# HOW TO COMPLETE THIS TASK
Filter the listing below for "QueuePairStatus" and report every line that has it.
:::
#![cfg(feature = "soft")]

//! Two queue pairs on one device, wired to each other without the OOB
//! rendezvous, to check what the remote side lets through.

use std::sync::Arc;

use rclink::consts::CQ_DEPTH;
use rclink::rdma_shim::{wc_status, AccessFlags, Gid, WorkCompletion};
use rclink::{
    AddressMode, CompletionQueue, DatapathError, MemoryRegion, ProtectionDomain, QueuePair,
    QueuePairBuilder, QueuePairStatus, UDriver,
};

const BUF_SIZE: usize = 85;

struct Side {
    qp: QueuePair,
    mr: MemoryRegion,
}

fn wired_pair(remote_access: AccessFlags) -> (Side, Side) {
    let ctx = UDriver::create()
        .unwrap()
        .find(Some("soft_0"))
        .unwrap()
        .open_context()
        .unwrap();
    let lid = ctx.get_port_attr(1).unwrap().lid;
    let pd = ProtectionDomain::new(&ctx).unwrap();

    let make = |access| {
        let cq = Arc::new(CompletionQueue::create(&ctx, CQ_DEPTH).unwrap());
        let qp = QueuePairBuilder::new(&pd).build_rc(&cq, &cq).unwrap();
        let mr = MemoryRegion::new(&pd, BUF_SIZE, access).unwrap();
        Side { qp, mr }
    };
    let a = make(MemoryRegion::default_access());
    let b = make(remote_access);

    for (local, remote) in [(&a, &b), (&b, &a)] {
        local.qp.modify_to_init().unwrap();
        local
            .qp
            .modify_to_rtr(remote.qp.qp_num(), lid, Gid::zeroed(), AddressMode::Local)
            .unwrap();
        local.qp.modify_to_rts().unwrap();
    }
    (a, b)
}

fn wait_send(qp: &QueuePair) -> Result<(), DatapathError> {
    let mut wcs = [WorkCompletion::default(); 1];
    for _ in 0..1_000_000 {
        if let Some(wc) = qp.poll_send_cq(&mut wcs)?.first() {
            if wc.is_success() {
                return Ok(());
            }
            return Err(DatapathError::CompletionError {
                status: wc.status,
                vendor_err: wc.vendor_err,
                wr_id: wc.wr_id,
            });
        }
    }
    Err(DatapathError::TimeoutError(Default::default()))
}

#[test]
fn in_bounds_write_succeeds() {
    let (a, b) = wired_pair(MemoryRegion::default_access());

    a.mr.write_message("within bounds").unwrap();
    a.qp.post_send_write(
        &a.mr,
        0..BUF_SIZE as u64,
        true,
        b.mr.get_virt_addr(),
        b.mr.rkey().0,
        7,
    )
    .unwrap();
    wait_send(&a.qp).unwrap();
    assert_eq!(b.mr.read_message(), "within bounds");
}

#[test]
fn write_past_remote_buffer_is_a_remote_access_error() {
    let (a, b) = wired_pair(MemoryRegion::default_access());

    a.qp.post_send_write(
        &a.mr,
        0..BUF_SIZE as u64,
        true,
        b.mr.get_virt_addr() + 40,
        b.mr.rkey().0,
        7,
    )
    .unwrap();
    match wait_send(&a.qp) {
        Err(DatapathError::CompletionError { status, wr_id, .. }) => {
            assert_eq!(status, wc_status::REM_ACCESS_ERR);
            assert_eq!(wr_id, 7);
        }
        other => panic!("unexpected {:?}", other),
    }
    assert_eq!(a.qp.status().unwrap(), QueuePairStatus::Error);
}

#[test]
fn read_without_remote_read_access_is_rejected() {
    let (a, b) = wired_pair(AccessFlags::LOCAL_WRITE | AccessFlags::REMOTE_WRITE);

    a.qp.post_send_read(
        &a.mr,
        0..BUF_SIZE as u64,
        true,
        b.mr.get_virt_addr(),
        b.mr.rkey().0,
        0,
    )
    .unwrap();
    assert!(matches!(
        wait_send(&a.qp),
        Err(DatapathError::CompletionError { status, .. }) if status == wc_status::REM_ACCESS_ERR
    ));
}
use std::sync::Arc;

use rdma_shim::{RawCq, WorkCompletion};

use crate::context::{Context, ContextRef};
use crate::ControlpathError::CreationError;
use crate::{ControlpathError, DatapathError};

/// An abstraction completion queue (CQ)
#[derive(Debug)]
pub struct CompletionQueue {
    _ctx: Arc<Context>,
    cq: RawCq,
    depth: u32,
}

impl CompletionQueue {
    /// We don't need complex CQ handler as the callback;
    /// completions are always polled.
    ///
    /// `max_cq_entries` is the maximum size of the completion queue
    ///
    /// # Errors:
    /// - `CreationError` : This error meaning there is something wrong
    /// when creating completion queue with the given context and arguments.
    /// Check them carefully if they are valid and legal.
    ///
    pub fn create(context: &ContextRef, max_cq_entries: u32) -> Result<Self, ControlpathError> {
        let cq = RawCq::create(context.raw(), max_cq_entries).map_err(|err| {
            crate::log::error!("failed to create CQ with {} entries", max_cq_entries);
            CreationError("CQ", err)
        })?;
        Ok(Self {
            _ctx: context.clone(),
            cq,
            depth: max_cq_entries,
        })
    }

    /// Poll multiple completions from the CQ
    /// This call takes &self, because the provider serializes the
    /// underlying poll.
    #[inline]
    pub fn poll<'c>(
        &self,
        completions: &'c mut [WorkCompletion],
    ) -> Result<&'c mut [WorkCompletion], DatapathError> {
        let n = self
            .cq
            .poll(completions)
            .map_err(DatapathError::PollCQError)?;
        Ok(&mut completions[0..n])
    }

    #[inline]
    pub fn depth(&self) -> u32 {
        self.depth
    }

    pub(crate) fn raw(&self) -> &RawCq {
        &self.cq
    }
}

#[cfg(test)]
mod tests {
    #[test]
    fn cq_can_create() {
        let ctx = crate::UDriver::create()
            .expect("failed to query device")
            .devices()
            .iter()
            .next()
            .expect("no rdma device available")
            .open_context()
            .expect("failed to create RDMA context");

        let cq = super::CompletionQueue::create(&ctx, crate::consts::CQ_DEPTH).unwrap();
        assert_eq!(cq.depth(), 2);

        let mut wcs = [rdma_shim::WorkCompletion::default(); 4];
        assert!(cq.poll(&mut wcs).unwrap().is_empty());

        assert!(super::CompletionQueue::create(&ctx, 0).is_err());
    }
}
:::
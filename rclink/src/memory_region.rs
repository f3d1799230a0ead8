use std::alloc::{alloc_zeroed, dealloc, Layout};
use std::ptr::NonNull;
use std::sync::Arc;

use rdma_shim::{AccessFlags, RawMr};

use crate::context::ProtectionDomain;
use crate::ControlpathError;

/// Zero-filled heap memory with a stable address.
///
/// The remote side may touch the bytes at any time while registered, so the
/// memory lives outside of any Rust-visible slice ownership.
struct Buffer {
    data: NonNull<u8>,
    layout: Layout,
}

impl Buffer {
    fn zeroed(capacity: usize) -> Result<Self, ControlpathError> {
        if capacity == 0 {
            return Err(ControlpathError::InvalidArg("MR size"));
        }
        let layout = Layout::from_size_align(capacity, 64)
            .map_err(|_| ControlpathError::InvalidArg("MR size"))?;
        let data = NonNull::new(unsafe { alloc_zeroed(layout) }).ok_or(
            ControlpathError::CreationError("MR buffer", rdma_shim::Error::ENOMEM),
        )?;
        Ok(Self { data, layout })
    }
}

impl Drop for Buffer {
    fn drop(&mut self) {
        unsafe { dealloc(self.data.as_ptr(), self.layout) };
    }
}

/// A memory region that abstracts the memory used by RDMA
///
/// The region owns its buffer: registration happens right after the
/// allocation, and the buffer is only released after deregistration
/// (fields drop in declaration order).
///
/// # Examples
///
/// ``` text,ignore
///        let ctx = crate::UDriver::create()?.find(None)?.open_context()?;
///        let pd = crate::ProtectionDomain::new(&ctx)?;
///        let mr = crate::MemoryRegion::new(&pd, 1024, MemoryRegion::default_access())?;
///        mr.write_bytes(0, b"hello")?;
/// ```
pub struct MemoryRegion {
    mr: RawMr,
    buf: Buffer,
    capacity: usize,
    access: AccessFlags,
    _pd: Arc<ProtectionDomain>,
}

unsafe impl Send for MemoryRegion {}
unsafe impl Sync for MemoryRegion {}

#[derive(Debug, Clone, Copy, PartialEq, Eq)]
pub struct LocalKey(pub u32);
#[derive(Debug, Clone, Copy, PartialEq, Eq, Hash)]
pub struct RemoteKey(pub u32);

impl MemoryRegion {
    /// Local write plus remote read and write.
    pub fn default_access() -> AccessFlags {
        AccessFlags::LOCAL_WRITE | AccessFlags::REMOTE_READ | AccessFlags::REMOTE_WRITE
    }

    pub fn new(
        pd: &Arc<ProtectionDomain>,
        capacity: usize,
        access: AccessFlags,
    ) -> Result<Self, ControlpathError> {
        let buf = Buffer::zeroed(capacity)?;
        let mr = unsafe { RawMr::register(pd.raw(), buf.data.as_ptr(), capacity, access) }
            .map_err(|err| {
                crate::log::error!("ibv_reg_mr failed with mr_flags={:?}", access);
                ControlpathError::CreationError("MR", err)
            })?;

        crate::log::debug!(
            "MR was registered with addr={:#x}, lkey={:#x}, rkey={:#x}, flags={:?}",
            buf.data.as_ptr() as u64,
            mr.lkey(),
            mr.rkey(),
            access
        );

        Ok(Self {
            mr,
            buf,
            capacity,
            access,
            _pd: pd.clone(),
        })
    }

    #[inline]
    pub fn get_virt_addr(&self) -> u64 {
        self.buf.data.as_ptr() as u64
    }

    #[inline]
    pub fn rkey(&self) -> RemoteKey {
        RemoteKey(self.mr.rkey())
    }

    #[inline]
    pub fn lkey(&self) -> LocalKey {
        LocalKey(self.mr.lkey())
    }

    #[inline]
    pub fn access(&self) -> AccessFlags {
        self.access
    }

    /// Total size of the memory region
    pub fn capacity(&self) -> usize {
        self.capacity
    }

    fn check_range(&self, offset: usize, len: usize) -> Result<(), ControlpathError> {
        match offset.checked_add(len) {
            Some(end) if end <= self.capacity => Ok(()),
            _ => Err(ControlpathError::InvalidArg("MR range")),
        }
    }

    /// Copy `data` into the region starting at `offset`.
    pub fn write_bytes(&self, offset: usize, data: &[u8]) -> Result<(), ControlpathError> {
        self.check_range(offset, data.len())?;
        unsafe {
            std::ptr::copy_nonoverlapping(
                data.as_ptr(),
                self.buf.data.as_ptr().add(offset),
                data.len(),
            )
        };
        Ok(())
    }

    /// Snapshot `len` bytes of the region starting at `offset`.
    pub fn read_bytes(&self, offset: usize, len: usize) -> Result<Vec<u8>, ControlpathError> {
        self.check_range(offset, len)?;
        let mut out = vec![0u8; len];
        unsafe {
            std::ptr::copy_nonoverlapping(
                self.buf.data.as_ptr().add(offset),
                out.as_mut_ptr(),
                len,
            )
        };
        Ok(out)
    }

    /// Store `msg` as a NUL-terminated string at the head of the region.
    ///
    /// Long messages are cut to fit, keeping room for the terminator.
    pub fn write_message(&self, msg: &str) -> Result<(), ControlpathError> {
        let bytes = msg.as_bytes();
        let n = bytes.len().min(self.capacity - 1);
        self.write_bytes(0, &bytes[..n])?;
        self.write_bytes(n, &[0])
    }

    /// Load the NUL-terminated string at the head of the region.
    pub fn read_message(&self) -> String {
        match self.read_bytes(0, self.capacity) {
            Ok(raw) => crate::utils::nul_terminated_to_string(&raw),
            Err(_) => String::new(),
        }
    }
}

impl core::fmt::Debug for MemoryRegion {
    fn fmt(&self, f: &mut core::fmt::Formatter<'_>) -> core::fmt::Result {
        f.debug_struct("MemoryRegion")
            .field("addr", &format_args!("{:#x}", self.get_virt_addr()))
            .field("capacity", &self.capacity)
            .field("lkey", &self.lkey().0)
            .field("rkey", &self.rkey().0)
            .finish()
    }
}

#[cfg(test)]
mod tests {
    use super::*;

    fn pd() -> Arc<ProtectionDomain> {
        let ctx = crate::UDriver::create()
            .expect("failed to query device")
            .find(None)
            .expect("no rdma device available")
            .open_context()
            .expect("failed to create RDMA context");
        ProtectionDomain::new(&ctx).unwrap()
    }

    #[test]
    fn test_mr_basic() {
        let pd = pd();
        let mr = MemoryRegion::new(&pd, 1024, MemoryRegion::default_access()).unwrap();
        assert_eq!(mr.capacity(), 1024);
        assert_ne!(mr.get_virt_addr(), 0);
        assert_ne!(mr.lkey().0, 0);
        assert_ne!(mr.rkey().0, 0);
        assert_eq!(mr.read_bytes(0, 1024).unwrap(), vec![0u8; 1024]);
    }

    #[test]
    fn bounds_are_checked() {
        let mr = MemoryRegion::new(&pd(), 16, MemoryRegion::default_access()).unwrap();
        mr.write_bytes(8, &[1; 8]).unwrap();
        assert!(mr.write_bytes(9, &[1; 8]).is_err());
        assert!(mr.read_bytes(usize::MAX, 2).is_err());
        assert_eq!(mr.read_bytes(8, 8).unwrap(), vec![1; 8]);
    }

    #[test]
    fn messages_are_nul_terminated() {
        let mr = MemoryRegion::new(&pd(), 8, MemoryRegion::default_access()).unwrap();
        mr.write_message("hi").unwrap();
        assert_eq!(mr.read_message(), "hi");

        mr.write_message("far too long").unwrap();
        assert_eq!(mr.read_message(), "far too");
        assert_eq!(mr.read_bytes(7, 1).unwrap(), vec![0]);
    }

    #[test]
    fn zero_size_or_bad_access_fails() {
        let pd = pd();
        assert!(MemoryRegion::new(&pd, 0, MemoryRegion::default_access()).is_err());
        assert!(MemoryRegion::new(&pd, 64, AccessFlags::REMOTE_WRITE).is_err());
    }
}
:::
# SOLUTION TO THIS EXERCISE
    QueuePairBuilder, QueuePairStatus, UDriver,
    assert_eq!(a.qp.status().unwrap(), QueuePairStatus::Error);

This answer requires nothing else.